ASSIGNMENT: Return every line of the entries that includes the word "async".
(Beginning of PROVIDED MATERIAL)
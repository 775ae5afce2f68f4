// tests/common/mod.rs

#![allow(dead_code)]

use std::sync::Arc;

use axum::{Json, Router, extract::Path, http::StatusCode, routing::get};
use serde_json::{Value, json};
use test_reports::{
    config::{Config, parse_upstream_url},
    routes,
    state::AppState,
    upstream::HttpReportSource,
    utils::jwt::issue_session_token,
};

pub const JWT_SECRET: &str = "test_secret_for_integration_tests";

/// The user most fixtures belong to.
pub const USER_ID: i64 = 7;
/// Owns result 502 only.
pub const OTHER_USER_ID: i64 = 8;

type Reply = (StatusCode, Json<Value>);

fn ok(body: Value) -> Reply {
    (StatusCode::OK, Json(body))
}

fn missing() -> Reply {
    (StatusCode::NOT_FOUND, Json(json!({ "message": "not found" })))
}

fn broken() -> Reply {
    (
        StatusCode::INTERNAL_SERVER_ERROR,
        Json(json!({ "message": "boom" })),
    )
}

async fn test_by_id(Path(id): Path<i64>) -> Reply {
    match id {
        // maxMarks as a string, the way some upstream rows store it
        1 => ok(json!({
            "testId": 1, "title": "Geography", "disc": "Capitals",
            "maxMarks": "100", "numberOfQuestions": 10, "active": true,
            "subject": { "subId": 3 }
        })),
        2 => ok(json!({ "testId": 2, "title": "History", "maxMarks": 50 })),
        3 => ok(json!({ "testId": 3, "title": "Broken", "maxMarks": 20 })),
        99 => broken(),
        _ => missing(),
    }
}

async fn question_by_id(Path(id): Path<i64>) -> Reply {
    match id {
        11 => ok(json!({
            "quesId": 11, "question": "Capital of France?",
            "option1": "Paris", "option2": "London", "answer": "Paris"
        })),
        12 => ok(json!({
            "quesId": 12, "question": "Capital of Italy?",
            "option1": "Madrid", "option2": "Rome", "option3": "Milan", "option4": "Naples",
            "answer": "Rome"
        })),
        13 => ok(json!({
            "quesId": 13, "question": "Capital of Spain?",
            "option1": "Madrid", "option2": "Lisbon", "option3": "Seville",
            "answer": "Madrid"
        })),
        15 => broken(),
        _ => missing(),
    }
}

fn selections(entries: &[(i64, Option<&str>)]) -> Value {
    Value::Array(
        entries
            .iter()
            .map(|(id, choice)| json!({ "questionId": id, "selectedOption": choice }))
            .collect(),
    )
}

fn result_501() -> Value {
    json!({
        "id": 501, "userId": USER_ID, "testId": 1,
        "selectedOptions": selections(&[
            (12, Some("Milan")),
            (11, Some("Paris")),
            (14, Some("Oslo")),
            (13, None),
            (15, Some("x")),
        ]),
        "correctAnswers": 1, "wrongAnswers": 2, "unansweredQuestions": 2
    })
}

fn result_504() -> Value {
    let ids: Vec<(i64, Option<&str>)> = (0..10).map(|i| (100 + i, Some("A"))).collect();
    json!({
        "id": 504, "userId": USER_ID, "testId": 1,
        "selectedOptions": selections(&ids),
        "correctAnswers": 7, "wrongAnswers": 3, "unansweredQuestions": 0
    })
}

async fn result_by_id(Path(id): Path<i64>) -> Reply {
    match id {
        501 => ok(result_501()),
        502 => ok(json!({
            "id": 502, "userId": OTHER_USER_ID, "testId": 1,
            "selectedOptions": selections(&[(11, Some("Paris"))]),
            "correctAnswers": 1, "wrongAnswers": 0, "unansweredQuestions": 0
        })),
        503 => ok(json!({
            "id": 503, "userId": USER_ID, "testId": 99,
            "selectedOptions": selections(&[(11, Some("Paris"))]),
            "correctAnswers": 1, "wrongAnswers": 0, "unansweredQuestions": 0
        })),
        _ => missing(),
    }
}

async fn results_for_user(Path((user_id, test_id)): Path<(i64, i64)>) -> Reply {
    match (user_id, test_id) {
        (USER_ID, 1) => ok(json!([result_504(), result_501()])),
        (USER_ID, 2) => ok(json!([])),
        (USER_ID, 3) => ok(json!([{
            "id": 505, "userId": USER_ID, "testId": 3,
            "selectedOptions": [],
            "correctAnswers": 0, "wrongAnswers": 0, "unansweredQuestions": 0
        }])),
        _ => ok(json!([])),
    }
}

async fn user_by_id(Path(id): Path<i64>) -> Reply {
    match id {
        USER_ID => ok(json!({
            "username": "Ada Lovelace", "email": "ada@example.com", "phoneNo": "555-0100"
        })),
        _ => missing(),
    }
}

/// Spawns a stand-in for the upstream backend and returns its base URL.
async fn spawn_upstream() -> String {
    let app = Router::new()
        .route("/test/{id}", get(test_by_id))
        .route("/question/{id}", get(question_by_id))
        .route("/test-results/{id}", get(result_by_id))
        .route(
            "/test-results/user/{user_id}/test/{test_id}",
            get(results_for_user),
        )
        .route("/Admin/user/{id}", get(user_by_id));

    let listener = tokio::net::TcpListener::bind("127.0.0.1:0")
        .await
        .expect("Failed to bind upstream port");
    let port = listener.local_addr().unwrap().port();

    tokio::spawn(async move {
        axum::serve(listener, app).await.unwrap();
    });

    format!("http://127.0.0.1:{}", port)
}

/// Spawns the app against a fresh fake upstream on random ports.
/// Returns the app's base URL (e.g., "http://127.0.0.1:12345").
pub async fn spawn_app() -> String {
    let upstream_url = parse_upstream_url(&spawn_upstream().await).unwrap();

    let config = Config {
        upstream_url: upstream_url.clone(),
        jwt_secret: JWT_SECRET.to_string(),
        upstream_timeout_secs: 5,
        listen_addr: "127.0.0.1:0".parse().unwrap(),
        rust_log: "error".to_string(),
    };

    let source = HttpReportSource::new(upstream_url, std::time::Duration::from_secs(5))
        .expect("Failed to build upstream client");

    let state = AppState {
        source: Arc::new(source),
        config,
    };

    let app = routes::create_router(state);

    let listener = tokio::net::TcpListener::bind("127.0.0.1:0")
        .await
        .expect("Failed to bind random port");

    let port = listener.local_addr().unwrap().port();
    let address = format!("http://127.0.0.1:{}", port);

    tokio::spawn(async move {
        axum::serve(listener, app).await.unwrap();
    });

    address
}

pub fn bearer(user_id: i64, role: &str) -> String {
    let token = issue_session_token(user_id, role, JWT_SECRET, 600).unwrap();
    format!("Bearer {}", token)
}
// src/state.rs

use axum::extract::FromRef;

use crate::{config::Config, upstream::SharedSource};

#[derive(Clone)]
pub struct AppState {
    pub source: SharedSource,
    pub config: Config,
}

impl FromRef<AppState> for SharedSource {
    fn from_ref(state: &AppState) -> Self {
        state.source.clone()
    }
}

impl FromRef<AppState> for Config {
    fn from_ref(state: &AppState) -> Self {
        state.config.clone()
    }
}
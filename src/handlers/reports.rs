// src/handlers/reports.rs

use axum::{
    Extension, Json,
    extract::{Path, State},
    response::IntoResponse,
};

use crate::{
    error::AppError,
    models::{
        report::{ReportListResponse, ReportReviewResponse, ReviewTally},
        user::MeResponse,
    },
    projection::{review, summary},
    upstream::{SharedSource, fetch_questions},
    utils::jwt::Session,
};

/// Profile of the signed-in user, for the page header.
pub async fn get_me(
    State(source): State<SharedSource>,
    Extension(session): Extension<Session>,
) -> Result<impl IntoResponse, AppError> {
    let profile = source.user_profile(session.user_id).await?;

    Ok(Json(MeResponse::new(session.user_id, profile)))
}

/// Lists the signed-in user's reports for one test.
///
/// The test definition and the result list are fetched concurrently; if
/// either is unavailable the whole list is.
pub async fn list_reports(
    State(source): State<SharedSource>,
    Extension(session): Extension<Session>,
    Path(test_id): Path<i64>,
) -> Result<impl IntoResponse, AppError> {
    let (test, results) = tokio::try_join!(
        source.test_definition(test_id),
        source.test_results_for_user(session.user_id, test_id),
    )?;

    let reports = summary::project(&results, &test)?;

    tracing::debug!(
        "Projected {} reports for user {} on test {}",
        reports.len(),
        session.user_id,
        test_id
    );

    Ok(Json(ReportListResponse {
        test_id,
        test_title: test.title,
        reports,
    }))
}

/// Detailed review of one attempt.
///
/// * Fetches the result, then its test and questions concurrently.
/// * Questions that fail to load are left out of the review.
/// * A missing test definition fails the request; no partial review is sent.
pub async fn get_report(
    State(source): State<SharedSource>,
    Extension(session): Extension<Session>,
    Path(result_id): Path<i64>,
) -> Result<impl IntoResponse, AppError> {
    let result = source.test_result(result_id).await?;

    if !session.can_view(result.user_id) {
        tracing::warn!(
            "User {} tried to open result {} owned by user {}",
            session.user_id,
            result_id,
            result.user_id
        );
        return Err(AppError::Forbidden(
            "This report belongs to another user".to_string(),
        ));
    }

    let (test, questions) = tokio::join!(
        source.test_definition(result.test_id),
        fetch_questions(source.as_ref(), &result),
    );
    let test = test?;

    let entries = review::project(&result, &test, &questions);
    let tally = ReviewTally::from_entries(&entries);

    Ok(Json(ReportReviewResponse {
        result_id: result.id,
        test_id: result.test_id,
        test_title: test.title,
        max_marks: test.max_marks,
        tally,
        entries,
    }))
}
(End of PROVIDED MATERIAL)
RESULT OF THE EXERCISE:
async fn test_by_id(Path(id): Path<i64>) -> Reply {
async fn question_by_id(Path(id): Path<i64>) -> Reply {
async fn result_by_id(Path(id): Path<i64>) -> Reply {
async fn results_for_user(Path((user_id, test_id)): Path<(i64, i64)>) -> Reply {
async fn user_by_id(Path(id): Path<i64>) -> Reply {
async fn spawn_upstream() -> String {
    tokio::spawn(async move {
pub async fn spawn_app() -> String {
    tokio::spawn(async move {
pub async fn get_me(
pub async fn list_reports(
pub async fn get_report(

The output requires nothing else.